Bitcoin hatte eine schwierige Woche, da der Preis um fast 6 % fiel und in Richtung der 88.000 $-Region rutschte, was den kurzfristigen Marktzufluss unter Druck setzte. Nach einer starken Phase stetiger Gewinne hat dieser Rückgang eine erneute Debatte unter den Händlern ausgelöst, ob Bitcoin einfach nur abkühlt oder sich auf eine tiefere Korrektur vorbereitet. Während frühere Faktoren, die hinter dem Rückgang standen, bereits diskutiert wurden, haben aktuelle Entwicklungen der Marktnarrative mehr Unsicherheit hinzugefügt. Interessanterweise entfaltet sich unter der Oberfläche ein ganz anderer Trend – große Bitcoin-Halter akkumulieren stetig und schaffen eine wachsende Diskrepanz zwischen Preisbewegungen und On-Chain-Verhalten.

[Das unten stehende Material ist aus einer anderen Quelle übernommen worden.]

//! Connection lifecycle
//!
//! A [`ConnectionManager`] owns exactly one transport channel for its whole
//! life: Disconnected → Connecting → Connected → Closed. A closed manager is
//! never reopened; reconnecting means building a new one.

use std::sync::{Arc, Weak};

use futures::future::BoxFuture;
use parking_lot::Mutex;
use tokio::sync::{mpsc, watch};
use tokio::task::JoinHandle;

use super::envelope::{Envelope, EnvelopeCodec};
use super::error::{EnvError, TransportError};
use super::transport::{Connector, TransportChannel, TransportEvent};

/// Lifecycle state of a connection
#[derive(Debug, Clone, Copy, PartialEq, Eq)]
pub enum ConnectionState {
    /// `connect` has not been called
    Disconnected,
    /// The channel is being opened
    Connecting,
    /// Frames can be sent
    Connected,
    /// Terminal state
    Closed,
}

/// Lifecycle notification delivered to state subscribers
#[derive(Debug, Clone, PartialEq, Eq)]
pub enum ConnectionEvent {
    /// The channel opened
    Connected,
    /// The channel closed, failed to open, or was closed by the client
    Closed {
        /// Human-readable cause
        reason: String,
    },
}

type MessageHandler = Arc<dyn Fn(Envelope) + Send + Sync>;
type StateHandler = Arc<dyn Fn(&ConnectionEvent) + Send + Sync>;

/// Owns the transport channel and its lifecycle
#[derive(Clone)]
pub struct ConnectionManager {
    inner: Arc<Inner>,
}

struct Inner {
    connector: Arc<dyn Connector>,
    codec: EnvelopeCodec,
    state_tx: watch::Sender<ConnectionState>,
    shared: Mutex<Shared>,
}

struct Shared {
    state: ConnectionState,
    url: Option<String>,
    close_reason: Option<String>,
    outbound: Option<mpsc::UnboundedSender<String>>,
    message_handlers: Vec<MessageHandler>,
    state_handlers: Vec<StateHandler>,
    task: Option<JoinHandle<()>>,
}

impl ConnectionManager {
    /// Create a disconnected manager.
    pub fn new(connector: Arc<dyn Connector>, codec: EnvelopeCodec) -> Self {
        let (state_tx, _) = watch::channel(ConnectionState::Disconnected);
        Self {
            inner: Arc::new(Inner {
                connector,
                codec,
                state_tx,
                shared: Mutex::new(Shared {
                    state: ConnectionState::Disconnected,
                    url: None,
                    close_reason: None,
                    outbound: None,
                    message_handlers: Vec::new(),
                    state_handlers: Vec::new(),
                    task: None,
                }),
            }),
        }
    }

    /// Start opening a channel to `url`.
    ///
    /// Returns immediately; the outcome is reported through [`on_state`]
    /// subscribers and [`wait_for_settled`]. Must be called from within a
    /// tokio runtime.
    ///
    /// [`on_state`]: ConnectionManager::on_state
    /// [`wait_for_settled`]: ConnectionManager::wait_for_settled
    pub fn connect(&self, url: &str) -> Result<(), EnvError> {
        {
            let mut shared = self.inner.shared.lock();
            if shared.state != ConnectionState::Disconnected {
                return Err(EnvError::InvalidState(format!(
                    "cannot connect from {:?}",
                    shared.state
                )));
            }
            shared.state = ConnectionState::Connecting;
            shared.url = Some(url.to_string());
            self.inner.state_tx.send_replace(ConnectionState::Connecting);
        }
        tracing::info!("connecting to {}", url);

        let open = self.inner.connector.open(url);
        let task = tokio::spawn(run_connection(Arc::downgrade(&self.inner), open));

        let mut shared = self.inner.shared.lock();
        if shared.state == ConnectionState::Closed {
            task.abort();
        } else {
            shared.task = Some(task);
        }
        Ok(())
    }

    /// Serialize and transmit an envelope.
    ///
    /// Fails with [`EnvError::NotConnected`] unless the state is Connected.
    pub fn send(&self, envelope: &Envelope) -> Result<(), EnvError> {
        let shared = self.inner.shared.lock();
        let outbound = match (&shared.state, &shared.outbound) {
            (ConnectionState::Connected, Some(outbound)) => outbound,
            _ => return Err(EnvError::NotConnected),
        };
        let text = self.inner.codec.encode(envelope);
        tracing::trace!("send {}", text);
        outbound
            .send(text)
            .map_err(|_| EnvError::Transport(TransportError::Closed))
    }

    /// Register a handler for every decoded inbound envelope.
    pub fn on_message<F>(&self, handler: F)
    where
        F: Fn(Envelope) + Send + Sync + 'static,
    {
        self.inner
            .shared
            .lock()
            .message_handlers
            .push(Arc::new(handler));
    }

    /// Register a handler for lifecycle events.
    pub fn on_state<F>(&self, handler: F)
    where
        F: Fn(&ConnectionEvent) + Send + Sync + 'static,
    {
        self.inner
            .shared
            .lock()
            .state_handlers
            .push(Arc::new(handler));
    }

    /// Close the connection. Idempotent.
    pub fn close(&self) {
        if let Some(task) = self.inner.transition_closed("closed by client".to_string()) {
            task.abort();
        }
    }

    /// Current lifecycle state.
    pub fn state(&self) -> ConnectionState {
        self.inner.shared.lock().state
    }

    /// Whether frames can be sent.
    pub fn is_connected(&self) -> bool {
        self.state() == ConnectionState::Connected
    }

    /// Why the connection closed, once it has.
    pub fn close_reason(&self) -> Option<String> {
        self.inner.shared.lock().close_reason.clone()
    }

    /// URL passed to [`connect`](ConnectionManager::connect).
    pub fn url(&self) -> Option<String> {
        self.inner.shared.lock().url.clone()
    }

    /// Codec used for this connection's frames.
    pub fn codec(&self) -> EnvelopeCodec {
        self.inner.codec
    }

    /// Wait until the connection is either Connected or Closed.
    ///
    /// Waits forever if `connect` is never called.
    pub async fn wait_for_settled(&self) -> ConnectionState {
        let mut rx = self.inner.state_tx.subscribe();
        let settled = rx
            .wait_for(|state| {
                matches!(state, ConnectionState::Connected | ConnectionState::Closed)
            })
            .await
            .map(|state| *state);
        settled.unwrap_or(ConnectionState::Closed)
    }

    /// Watch lifecycle state changes.
    pub fn watch_state(&self) -> watch::Receiver<ConnectionState> {
        self.inner.state_tx.subscribe()
    }
}

impl Drop for Inner {
    fn drop(&mut self) {
        if let Some(task) = self.shared.get_mut().task.take() {
            task.abort();
        }
    }
}

impl Inner {
    fn mark_connected(&self, outbound: mpsc::UnboundedSender<String>) -> bool {
        let handlers = {
            let mut shared = self.shared.lock();
            if shared.state != ConnectionState::Connecting {
                return false;
            }
            shared.state = ConnectionState::Connected;
            shared.outbound = Some(outbound);
            self.state_tx.send_replace(ConnectionState::Connected);
            shared.state_handlers.clone()
        };
        tracing::info!("connection established");
        for handler in handlers {
            handler(&ConnectionEvent::Connected);
        }
        true
    }

    /// Move to Closed, clearing every handler. Returns the reader task handle
    /// the first time, `None` on repeat calls.
    fn transition_closed(&self, reason: String) -> Option<JoinHandle<()>> {
        let (handlers, task) = {
            let mut shared = self.shared.lock();
            if shared.state == ConnectionState::Closed {
                return None;
            }
            shared.state = ConnectionState::Closed;
            shared.close_reason = Some(reason.clone());
            shared.outbound = None;
            shared.message_handlers.clear();
            self.state_tx.send_replace(ConnectionState::Closed);
            (
                std::mem::take(&mut shared.state_handlers),
                shared.task.take(),
            )
        };
        tracing::info!("connection closed: {}", reason);
        let event = ConnectionEvent::Closed { reason };
        for handler in handlers {
            handler(&event);
        }
        task
    }

    fn deliver(&self, text: &str) {
        let envelope = match self.codec.decode(text) {
            Ok(envelope) => envelope,
            Err(err) => {
                tracing::warn!("dropping inbound frame: {}", err);
                return;
            }
        };
        let handlers = {
            let shared = self.shared.lock();
            if shared.state != ConnectionState::Connected {
                return;
            }
            shared.message_handlers.clone()
        };
        for handler in handlers {
            handler(envelope.clone());
        }
    }
}

async fn run_connection(
    inner: Weak<Inner>,
    open: BoxFuture<'static, Result<TransportChannel, TransportError>>,
) {
    let opened = open.await;
    let Some(strong) = inner.upgrade() else {
        return;
    };
    let TransportChannel {
        outbound,
        mut inbound,
    } = match opened {
        Ok(channel) => channel,
        Err(err) => {
            tracing::warn!("{}", err);
            strong.transition_closed(err.to_string());
            return;
        }
    };
    if !strong.mark_connected(outbound) {
        return;
    }
    drop(strong);

    loop {
        let event = inbound.recv().await;
        let Some(strong) = inner.upgrade() else {
            return;
        };
        match event {
            Some(TransportEvent::Message(text)) => strong.deliver(&text),
            Some(TransportEvent::Closed(reason)) => {
                strong.transition_closed(reason.unwrap_or_else(|| "closed by peer".to_string()));
                return;
            }
            None => {
                strong.transition_closed("transport dropped".to_string());
                return;
            }
        }
    }
}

Eine wichtige Quelle des Drucks kam von politischer Unsicherheit in den Vereinigten Staaten und nicht von technischen Signalen. Die Prognosemärkte zeigten, dass die Wahrscheinlichkeit eines Regierungsstillstands in den USA stark anstieg, was die Bedenken hinsichtlich der fiskalischen Instabilität verstärkte. Diese Unsicherheit hat direkte Auswirkungen auf die Kryptomärkte, da sie den Fortschritt des CLARITY-Gesetzes, eines wichtigen regulatorischen Rahmens, auf den viele Investoren warten, verzögert. Der Mangel an regulatorischer Klarheit belastet weiterhin die Stimmung. In der Zwischenzeit gab es einen weiteren Rückschlag aus Südkorea, wo die Behörden mitteilten, dass etwa $47 Millionen wert an beschlagnahmtem Bitcoin aufgrund eines Phishing-Angriffs während eines Inspektionsprozesses verloren gingen. Dieser Vorfall stellte ernsthafte Fragen zur institutionellen Kryptowährungsverwahrung und schadete weiter dem Vertrauen in den Markt. Obwohl keines dieser Ereignisse Panikverkäufe auslöste, fügte es einem bereits vorsichtigen Umfeld zusätzlichen Druck hinzu.


Trotz der negativen Schlagzeilen erzählt die On-Chain-Daten eine optimistischere Geschichte. Laut Santiment haben Wallets, die 1.000 BTC oder mehr halten, ihre kombinierten Bestände in den letzten Wochen um über 100.000 BTC erhöht, was einen bemerkenswerten Anstieg der Walenakkumulation markiert. Gleichzeitig haben große Transaktionen über $1 Million ihren höchsten Stand seit zwei Monaten erreicht, was signalisiert, dass große Akteure aktiv umschichten, anstatt sich zurückzuziehen. Dieser Anstieg der Walaktivität deutet auf kalkulierte Bewegungen hin, nicht auf emotionale Reaktionen auf kurzfristige Preisschwankungen.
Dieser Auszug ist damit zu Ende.